Сущность его метода в том, что кости пронзаются илизаровскими спицами в особом, похожем на шлем космонавта аппарате. Они растут, тянутся к иным измерениям. Маячит элизиум теней — работает Илизаров.
Когда я встретил Гагарина, боковой свет окна скользнул по нему, я заметил, как блеснул шрам, рассекший его бровь, — словно белый короткий мазок кисти, которым Феофан метил свои лики. Его любил народ, что непредсказуемо, особенно для судеб на гребне успеха. Место под Киржачом, которое пропахала его бесшабашная гибель, считается чудодейственным. К нему стекаются паломники.
Смоленский творянин Твардовский с наплывшим, как слеза, лицом, высоким голосом пел на всю Европу свою родословную песнь: «Там и утром все дождь, дождь…» Как не хватает в поэзии сейчас его ноты, его великой своенравной фигуры!
Мои стихи, конечно, не были ему близки. Он напечатал «Тоску» и «Не пишется», то, что ему было ближе, и для того, чтобы поддержать меня в трудные дни. Он чувствовал ответственность за всю литературу, так же как в свое время его Теркин ответил за всю народную жизнь, встретившуюся со стихией войны и смерти.
Матерый творянин Распутин, сам с черепом, проломленным разбойным ударом, помог творянину московскому в его прозаическом начинании.
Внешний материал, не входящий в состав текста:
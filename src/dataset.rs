use ndarray::{Array1, Array2, ArrayView1, ArrayView2, ArrayViewD};

use crate::error::{Error, Result};

/// Features and integer class labels for one split of a dataset
#[derive(Debug, Clone)]
pub struct Split {
    pub features: Array2<f32>,
    pub labels: Array1<usize>,
}

impl Split {
    /// Pairs a feature matrix with its labels.
    ///
    /// # Arguments
    ///
    /// * `features` - `[n_samples, n_features]`, already normalized
    /// * `labels` - `[n_samples]` zero-based class ids
    pub fn new(features: Array2<f32>, labels: Array1<usize>) -> Result<Self> {
        if features.nrows() != labels.len() {
            return Err(Error::ShapeMismatch {
                what: "labels",
                expected: features.nrows(),
                got: labels.len(),
            });
        }
        Ok(Split { features, labels })
    }

    pub fn len(&self) -> usize {
        self.labels.len()
    }

    pub fn is_empty(&self) -> bool {
        self.labels.is_empty()
    }

    pub fn n_features(&self) -> usize {
        self.features.ncols()
    }

    pub fn features(&self) -> ArrayView2<'_, f32> {
        self.features.view()
    }

    pub fn labels(&self) -> ArrayView1<'_, usize> {
        self.labels.view()
    }

    /// Checks every label against the number of classes.
    pub fn check_labels(&self, n_classes: usize) -> Result<()> {
        match self.labels.iter().find(|&&label| label >= n_classes) {
            Some(&label) => Err(Error::LabelOutOfRange { label, n_classes }),
            None => Ok(()),
        }
    }
}

/// The train / validation / test splits consumed by the trainer
#[derive(Debug, Clone)]
pub struct Dataset {
    pub train: Split,
    pub valid: Split,
    pub test: Split,
}

impl Dataset {
    pub fn new(train: Split, valid: Split, test: Split) -> Result<Self> {
        let n_features = train.n_features();
        for split in [&valid, &test] {
            if split.n_features() != n_features {
                return Err(Error::ShapeMismatch {
                    what: "split features",
                    expected: n_features,
                    got: split.n_features(),
                });
            }
        }
        Ok(Dataset { train, valid, test })
    }

    pub fn n_features(&self) -> usize {
        self.train.n_features()
    }

    /// Number of classes implied by the largest label across all splits
    pub fn n_classes(&self) -> usize {
        [&self.train, &self.valid, &self.test]
            .iter()
            .flat_map(|split| split.labels.iter())
            .max()
            .map_or(0, |&max| max + 1)
    }
}

/// Converts float label storage into class ids.
///
/// Fails with [`Error::ShapeMismatch`] when `labels` is not one-dimensional and
/// with [`Error::LabelType`] when a value is not a non-negative integer.
pub fn labels_from_float(labels: ArrayViewD<'_, f32>) -> Result<Array1<usize>> {
    if labels.ndim() != 1 {
        return Err(Error::ShapeMismatch {
            what: "label dimensions",
            expected: 1,
            got: labels.ndim(),
        });
    }

    labels
        .iter()
        .map(|&value| {
            if value.is_finite() && value >= 0.0 && value.fract() == 0.0 {
                Ok(value as usize)
            } else {
                Err(Error::LabelType(format!("{value} is not a class id")))
            }
        })
        .collect()
}
use crate::error::Result;
use crate::hyperparameters::TrainingConfig;

#[derive(Debug, Clone, Copy, PartialEq, Eq)]
pub enum Status {
    Running,
    Stopped,
}

/// What a validation check changed
#[derive(Debug, Clone, Copy, PartialEq)]
pub struct Observation {
    /// The validation loss beat the best one so far
    pub new_best: bool,
    /// Patience grew because the improvement was significant
    pub patience_extended: bool,
    /// Test score of the new best, if any
    pub test_score: Option<f32>,
}

/// Patience-based early stopping.
///
/// Training may stop once the global iteration count reaches `patience`.
/// A validation loss below `best_validation_loss * improvement_threshold`
/// pushes patience out to `iteration * patience_increase`; smaller gains are
/// recorded as the new best without buying more iterations.
#[derive(Debug, Clone, PartialEq)]
pub struct EarlyStopping {
    pub patience: usize,
    pub patience_increase: f32,
    pub improvement_threshold: f32,
    pub best_validation_loss: f32,
    pub best_test_score: f32,
    pub best_iteration: Option<usize>,
    status: Status,
}

impl EarlyStopping {
    pub fn new(initial_patience: usize, patience_increase: f32, improvement_threshold: f32) -> Self {
        EarlyStopping {
            patience: initial_patience,
            patience_increase,
            improvement_threshold,
            best_validation_loss: f32::INFINITY,
            best_test_score: 0.0,
            best_iteration: None,
            status: Status::Running,
        }
    }

    pub fn from_config(config: &TrainingConfig) -> Self {
        Self::new(
            config.initial_patience,
            config.patience_increase,
            config.improvement_threshold,
        )
    }

    pub fn status(&self) -> Status {
        self.status
    }

    pub fn is_stopped(&self) -> bool {
        self.status == Status::Stopped
    }

    /// Feeds one validation result taken at `iteration` (1-based).
    ///
    /// `test_score` runs only when `validation_loss` is a new best. An error
    /// from it leaves the controller untouched.
    pub fn observe<F>(
        &mut self,
        iteration: usize,
        validation_loss: f32,
        test_score: F,
    ) -> Result<Observation>
    where
        F: FnOnce() -> Result<f32>,
    {
        let mut observation = Observation {
            new_best: false,
            patience_extended: false,
            test_score: None,
        };

        if validation_loss < self.best_validation_loss {
            let score = test_score()?;

            if validation_loss < self.best_validation_loss * self.improvement_threshold {
                let extended = (iteration as f32 * self.patience_increase) as usize;
                if extended > self.patience {
                    self.patience = extended;
                    observation.patience_extended = true;
                }
            }

            self.best_validation_loss = validation_loss;
            self.best_test_score = score;
            self.best_iteration = Some(iteration);
            observation.new_best = true;
            observation.test_score = Some(score);
        }

        self.check_patience(iteration);
        Ok(observation)
    }

    /// Stops once `iteration` has used up the patience budget. Once stopped, stays stopped.
    pub fn check_patience(&mut self, iteration: usize) -> Status {
        if iteration >= self.patience {
            self.status = Status::Stopped;
        }
        self.status
    }
}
Да исчезнут распри между творянами!
Выстраданную речь об упырном потребительстве и пустобрехе произнес на Творянском собрании Твердый творянин Федор Абрамов. Не надо плакать над родной землей и умиляться, надо тяжким трудом ее подымать. Нужны люди дела. Кто сегодня спасет землю от запустения, кто взрастит леса, даст людям кров, красоту и продовольствие? Чтобы люди сносно жили и красиво пели. Только творяне. Впервые на земле все пронизывает один вопрос, вобравший все мучившие человечество вопросы: жить или не жить? Не одному, не городу, не стране — всему роду людскому. Кто может спасти? Только те, в ком жив творянский дух.
Осовелым, завистливым взглядом следят за творянами упыри. В «Гернике» Пикассо обозначил клыки мирового упыризма.
По ночам на запущенном кладбище вздрагивает крышка гроба. Зеленая рука, как ящерица, выскальзывает из щели наружу, открывая гробовую крышку. Черные норы проваливаются в холмиках могил.
Как сова, встряхнулась урна старого колумбария. Сдвигается крышечка. Из маленького жерла вылетает прах мерцающим роем. Так некогда из жерла вылетал прах Лжедмитрия. Рой обретает очертания тел, материализуется — появляются лжепоэты, лжегерои, лжепередовики. Упыря можно узнать по тухлому взгляду. От его взгляда киснет молоко и увядают молодые поэты. Он внешне энергичен, он делает карьеру, он пробует быть обаятельным. Но люди не любят его, инстинктивно чуя, что под кислым перегаром скрывается сладковатый запах мертвечины. Люди холодны к его «творениям». Он не может ничего построить и сотворить, от этого он ущемлен и ненавидит тех, кто творит и строит.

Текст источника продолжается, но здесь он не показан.